Bring Brung



Baru kali ini saya melihat kesenian Bring Brung. Namanya terdengar asing, seperti ungkapan kosa kata dalam bahasa asing [Inggris]. Coba saja Anda telusuri di Internet nama kesenian ini, dengan kata kunci “Bring Brung”. Apa hasil pencarian yang Anda dapatkan?

Saya sangat bersyukur bisa mendapatkan kesempatan menyaksikan pagelaran kesenian ini. Saya menyaksikan pagelaran ini ketika menghadiri peresmian gedung baru Perpustakaan Pusat Institut Teknologi Bandung [ITB] kemarin [Senin,28/01/2013].

Bring Brung adalah seni tradisi buhun yang punya daya hidup yang memakai peralatan musik tabuh seperti rebana atau genjringan dengan ukuran alat tabuh yang besar. Para penabuh melafadzkan atau ngahaleuangkeun syalawat nabi, doa kecintaan kepada Nabi Muhammad, Rasulullah SAW. Selain menabuh dan menyanyikan, para penabuh juga menarikan, ngengklak merespon irama musik, menari sampai transendental.

Biasanya pertunjukkan Bring Brung ditanggap semalam suntuk di acara selamatan pernikahan, acara khitanan, kelahiran anak, merayakan panen atas hasil bumi yang berlimpah atau acara-acara selamatan untuk bumi, menjaga keseimbangan alam, doa untuk jagat raya supaya mendapatkan berkah dari Sang Pencipta.

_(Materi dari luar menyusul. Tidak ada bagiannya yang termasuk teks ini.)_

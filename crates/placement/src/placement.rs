use strum_macros::Display;

use crate::config::TooltipConfig;

/// Pointer position relative to the viewport, i.e. `clientX`/`clientY`.
#[derive(Clone, Copy, Debug, Default, PartialEq)]
pub struct Pointer {
    pub client_x: f64,
    pub client_y: f64,
}

impl Pointer {
    pub fn new(client_x: f64, client_y: f64) -> Self {
        Self { client_x, client_y }
    }
}

/// The two places a browser may report the vertical scroll position from.
/// Which one is authoritative depends on the rendering mode, so both are
/// read and the larger wins.
#[derive(Clone, Copy, Debug, Default, PartialEq)]
pub struct ScrollSources {
    /// `document.documentElement.scrollTop`
    pub root: f64,
    /// `document.body.scrollTop`
    pub body: f64,
}

impl ScrollSources {
    pub fn new(root: f64, body: f64) -> Self {
        Self { root, body }
    }

    pub fn offset(&self) -> f64 {
        self.root.max(self.body)
    }
}

/// Which horizontal rule produced the final `left`.
#[derive(Clone, Copy, Debug, Display, PartialEq, Eq)]
#[strum(serialize_all = "snake_case")]
pub enum HorizontalClamp {
    /// `clientX + offset` already sat within bounds.
    None,
    /// Raised to the minimum left.
    Lower,
    /// Pulled in to keep the right reserve free.
    Upper,
    /// Viewport too narrow for the right reserve, pinned to the minimum.
    InvertedBounds,
}

#[derive(Clone, Copy, Debug, PartialEq)]
pub struct Placement {
    pub left: f64,
    pub top: f64,
    pub clamp: HorizontalClamp,
}

/// Horizontal position for a pointer at `client_x`.
///
/// The result lies in `[min_left, viewport_width - right_reserve]`. When that
/// range is empty the panel is pinned to `min_left`.
pub fn clamp_left(config: &TooltipConfig, client_x: f64, viewport_width: f64) -> (f64, HorizontalClamp) {
    let left = client_x + config.offset_x;
    let lower = config.min_left;
    let upper = viewport_width - config.right_reserve;

    if upper < lower {
        (lower, HorizontalClamp::InvertedBounds)
    } else if left < lower {
        (lower, HorizontalClamp::Lower)
    } else if left > upper {
        (upper, HorizontalClamp::Upper)
    } else {
        (left, HorizontalClamp::None)
    }
}

/// Compute where the panel goes. The vertical position is never clamped, a
/// pointer near the bottom can push the panel past the viewport.
pub fn place(
    config: &TooltipConfig,
    pointer: Pointer,
    viewport_width: f64,
    scroll: ScrollSources,
) -> Placement {
    let (left, clamp) = clamp_left(config, pointer.client_x, viewport_width);
    let top = pointer.client_y + config.offset_y + scroll.offset();

    Placement { left, top, clamp }
}

#[cfg(test)]
mod test {
    use super::*;

    fn place_default(x: f64, y: f64, width: f64, scroll: f64) -> Placement {
        place(
            &TooltipConfig::default(),
            Pointer::new(x, y),
            width,
            ScrollSources::new(scroll, 0.0),
        )
    }

    #[test]
    fn test_clamped_to_left_edge() {
        let res = place_default(10.0, 10.0, 1024.0, 0.0);
        assert_eq!(res.left, 20.0);
        assert_eq!(res.top, 30.0);
        assert_eq!(res.clamp, HorizontalClamp::Lower);
    }

    #[test]
    fn test_clamped_to_right_reserve() {
        let res = place_default(900.0, 10.0, 1024.0, 0.0);
        assert_eq!(res.left, 674.0);
        assert_eq!(res.top, 30.0);
        assert_eq!(res.clamp, HorizontalClamp::Upper);
    }

    #[test]
    fn test_scrolled_page() {
        let res = place_default(100.0, 100.0, 1024.0, 200.0);
        assert_eq!(res.left, 105.0);
        assert_eq!(res.top, 320.0);
        assert_eq!(res.clamp, HorizontalClamp::None);
    }

    #[test]
    fn test_inverted_bounds() {
        let res = place_default(100.0, 100.0, 300.0, 0.0);
        assert_eq!(res.left, 20.0);
        assert_eq!(res.clamp, HorizontalClamp::InvertedBounds);

        // Even a pointer far to the right stays pinned
        let res = place_default(5000.0, 0.0, 300.0, 0.0);
        assert_eq!(res.left, 20.0);
    }

    #[test]
    fn test_exact_minimum_width() {
        // At 370 the range collapses to a single point instead of inverting
        let res = place_default(200.0, 0.0, 370.0, 0.0);
        assert_eq!(res.left, 20.0);
        assert_eq!(res.clamp, HorizontalClamp::Upper);
    }

    #[test]
    fn test_left_within_bounds() {
        let config = TooltipConfig::default();
        for width in [0.0, 100.0, 369.0, 370.0, 371.0, 800.0, 1920.0] {
            let upper = (width - config.right_reserve).max(config.min_left);
            for x in [-1000.0, -5.0, 0.0, 14.0, 15.0, 16.0, 400.0, 1500.0, 1e9] {
                let (left, _) = clamp_left(&config, x, width);
                assert!(
                    left >= config.min_left && left <= upper,
                    "x={x} width={width} left={left}"
                );
            }
        }
    }

    #[test]
    fn test_top_not_clamped() {
        let res = place_default(100.0, 5000.0, 1024.0, 12.5);
        assert_eq!(res.top, 5000.0 + 20.0 + 12.5);

        let res = place_default(100.0, -300.0, 1024.0, 0.0);
        assert_eq!(res.top, -280.0);
    }

    #[test]
    fn test_scroll_takes_larger_source() {
        assert_eq!(ScrollSources::new(0.0, 75.0).offset(), 75.0);
        assert_eq!(ScrollSources::new(120.0, 0.0).offset(), 120.0);
        assert_eq!(ScrollSources::new(40.0, 30.0).offset(), 40.0);
        assert_eq!(ScrollSources::default().offset(), 0.0);

        let res = place(
            &TooltipConfig::default(),
            Pointer::new(100.0, 100.0),
            1024.0,
            ScrollSources::new(0.0, 200.0),
        );
        assert_eq!(res.top, 320.0);
    }

    #[test]
    fn test_custom_config() {
        let config = TooltipConfig {
            offset_x: 0.0,
            offset_y: 0.0,
            min_left: 0.0,
            right_reserve: 100.0,
            ..Default::default()
        };

        let res = place(&config, Pointer::new(450.0, 7.0), 500.0, ScrollSources::default());
        assert_eq!(res.left, 400.0);
        assert_eq!(res.top, 7.0);
    }

    #[test]
    fn test_clamp_display() {
        assert_eq!(HorizontalClamp::InvertedBounds.to_string(), "inverted_bounds");
        assert_eq!(HorizontalClamp::None.to_string(), "none");
    }
}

Eksistensi seni tradisi Bring Brung, seperti juga banyak seni tradisi dan keindahan alam priangan, mulai tersisih, akibat dari pembiaran kita sebagai warga yang senantiasa lupa di tengah-tengah derasnya hegemoni politik kebudayaan global yang tidak terasa telah melenakan kita terhadap seni budaya milik kita sendiri yang kaya akan nilai-nilai dan spirit ritual akan cinta pada alam dan kemanusiaan. 

Harus kita akui bersama, dengan derasnya arus informasi yang didukung oleh kemajuan teknologi informasi, pengetahuan tentang kearifan lokal seperti ini sering kita lupakan. Sampai-sampai, saya sendiri baru sekarang mengenal dan menyaksikan kesenian ini. Bagaimana dengan Anda? Bagaimana dengan anak-cucu kita?

Entahlah, mungkin saya lupa [atau tidak peduli], apakah dulu informasi mengenai kesenian ini pernah disampaikan di sekolah? Bila, tiga puluh tahunan yang lalu saya tidak pernah mendapatkan informasi ini, baik melalui keluarga, masyarakat, ataupun sekolah yang merupakan “perantara” yang berperan dalam transfer ilmu pengetahuan, maka saya sangat pesimis bahwa anak-cucu kita pun hari ini sebagian besar tidak pernah “diperkenalkan” dengan salah satu kesenian buhun ini, kesenian warisan leluhur kita, kesenian yang memiliki nilai-nilai [filosofi] tinggi, seperti kesenian Bring Brung.

Pentas kesenian Bring Brung yang digelar dalam rangka peresmian gedung Perpustakaan Pusat ITB kemarin telah menyadarkan saya betapa banyaknya kekayaan [khasanah] bangsa ini yang masih belum digali, menunggu saatnya untuk “terkuak” kembali, layaknya tumpukan harta karun yang memanggil-manggil para pemburunya, tertimbun rapat oleh derasnya terpaan arus informasi yang semakin hari semakin menumpuk di era informasi ini.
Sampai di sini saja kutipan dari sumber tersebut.